Vector Search and Semantic Retrieval
⏳ 1–2 Weeks
- Understand how vector databases store embeddings.
- Learn about nearest neighbor search algorithms.
- Explore semantic search vs. keyword-based search.
- Study retrieval-augmented generation (RAG) concepts.
Implementation with Cloud AI Tools
⏳ 1–2 Weeks
- Deploy vector search using managed cloud services.
- Understand indexing, scaling, and performance considerations.
- Integrate embeddings into AI applications.
- Monitor and evaluate search performance.
Get certificate
Job Outlook
- Vector search and embeddings are foundational technologies in modern AI systems, especially in NLP, recommendation engines, and generative AI applications.
- Professionals skilled in embeddings and semantic retrieval are sought for roles such as Machine Learning Engineer, AI Engineer, Search Engineer, and Data Scientist.

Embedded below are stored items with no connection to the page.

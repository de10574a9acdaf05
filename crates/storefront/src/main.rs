//! Pixel Paradise Storefront - Public game store.
//!
//! This binary serves the public-facing storefront on port 3000.
//!
//! # Architecture
//!
//! - Axum web framework with HTMX for interactivity
//! - Askama templates for server-side rendering
//! - Compiled-in product catalog (no external commerce API)
//! - Session-held cart driven by the pure reducer in `pixel-paradise-core`
//!
//! Carts live in the in-memory session store, so they last as long as the
//! visitor's session and the process. Nothing is persisted.

#![cfg_attr(not(test), forbid(unsafe_code))]

use pixel_paradise_storefront::app;
use pixel_paradise_storefront::config::StorefrontConfig;
use pixel_paradise_storefront::state::AppState;

use sentry::integrations::tracing as sentry_tracing;
use tracing_subscriber::{layer::SubscriberExt, util::SubscriberInitExt};

/// Initialize Sentry error tracking and return guard that must be kept alive.
fn init_sentry(config: &StorefrontConfig) -> Option<sentry::ClientInitGuard> {
    let dsn = config.sentry_dsn.as_ref()?;

    let guard = sentry::init((
        dsn.as_str(),
        sentry::ClientOptions {
            release: sentry::release_name!(),
            environment: config
                .sentry_environment
                .clone()
                .map(std::borrow::Cow::Owned),
            attach_stacktrace: true,
            ..Default::default()
        },
    ));

    tracing::info!("Sentry initialized");
    Some(guard)
}

/// Filter tracing events to Sentry event types.
fn sentry_event_filter(metadata: &tracing::Metadata<'_>) -> sentry_tracing::EventFilter {
    match *metadata.level() {
        tracing::Level::ERROR | tracing::Level::WARN => sentry_tracing::EventFilter::Event,
        tracing::Level::INFO | tracing::Level::DEBUG => sentry_tracing::EventFilter::Breadcrumb,
        _ => sentry_tracing::EventFilter::Ignore,
    }
}

#[tokio::main]
async fn main() {
    // Load configuration from environment (needed for Sentry init)
    let config = StorefrontConfig::from_env().expect("Failed to load configuration");

    // Initialize Sentry (must be done before tracing subscriber)
    let _sentry_guard = init_sentry(&config);

    // Initialize tracing with EnvFilter and Sentry integration
    // Defaults to info level for our crate if RUST_LOG is not set
    let env_filter = tracing_subscriber::EnvFilter::try_from_default_env()
        .unwrap_or_else(|_| "pixel_paradise_storefront=info,tower_http=debug".into());

    tracing_subscriber::registry()
        .with(env_filter)
        .with(tracing_subscriber::fmt::layer())
        .with(sentry_tracing::layer().event_filter(sentry_event_filter))
        .init();

    // Build application state with the compiled-in catalog
    let state = AppState::new(config.clone());

    // Build router
    let router = app(state)
        // Sentry layers (outermost for full request coverage)
        .layer(sentry_tower::NewSentryLayer::new_from_top())
        .layer(sentry_tower::SentryHttpLayer::new().enable_transaction());

    // Start server
    let addr = config.socket_addr();
    tracing::info!("storefront listening on {}", addr);

    let listener = tokio::net::TcpListener::bind(addr)
        .await
        .expect("Failed to bind to address");

    axum::serve(listener, router)
        .with_graceful_shutdown(shutdown_signal())
        .await
        .expect("Server error");
}

/// Wait for shutdown signal (Ctrl+C or SIGTERM).
async fn shutdown_signal() {
    let ctrl_c = async {
        tokio::signal::ctrl_c()
            .await
            .expect("Failed to install Ctrl+C handler");
    };

    #[cfg(unix)]
    let terminate = async {
        tokio::signal::unix::signal(tokio::signal::unix::SignalKind::terminate())
            .expect("Failed to install signal handler")
            .recv()
            .await;
    };

    #[cfg(not(unix))]
    let terminate = std::future::pending::<()>();

    tokio::select! {
        () = ctrl_c => {},
        () = terminate => {},
    }

    tracing::info!("Shutdown signal received, starting graceful shutdown");
}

- Entry-level AI professionals typically earn between $95K–$120K per year, while experienced ML engineers and AI architects can earn $140K–$190K+ depending on specialization and region.
- As generative AI and RAG systems grow in adoption, vector search expertise is becoming increasingly valuable.
- This course provides a strong starting point for deeper specialization in AI infrastructure and applied machine learning.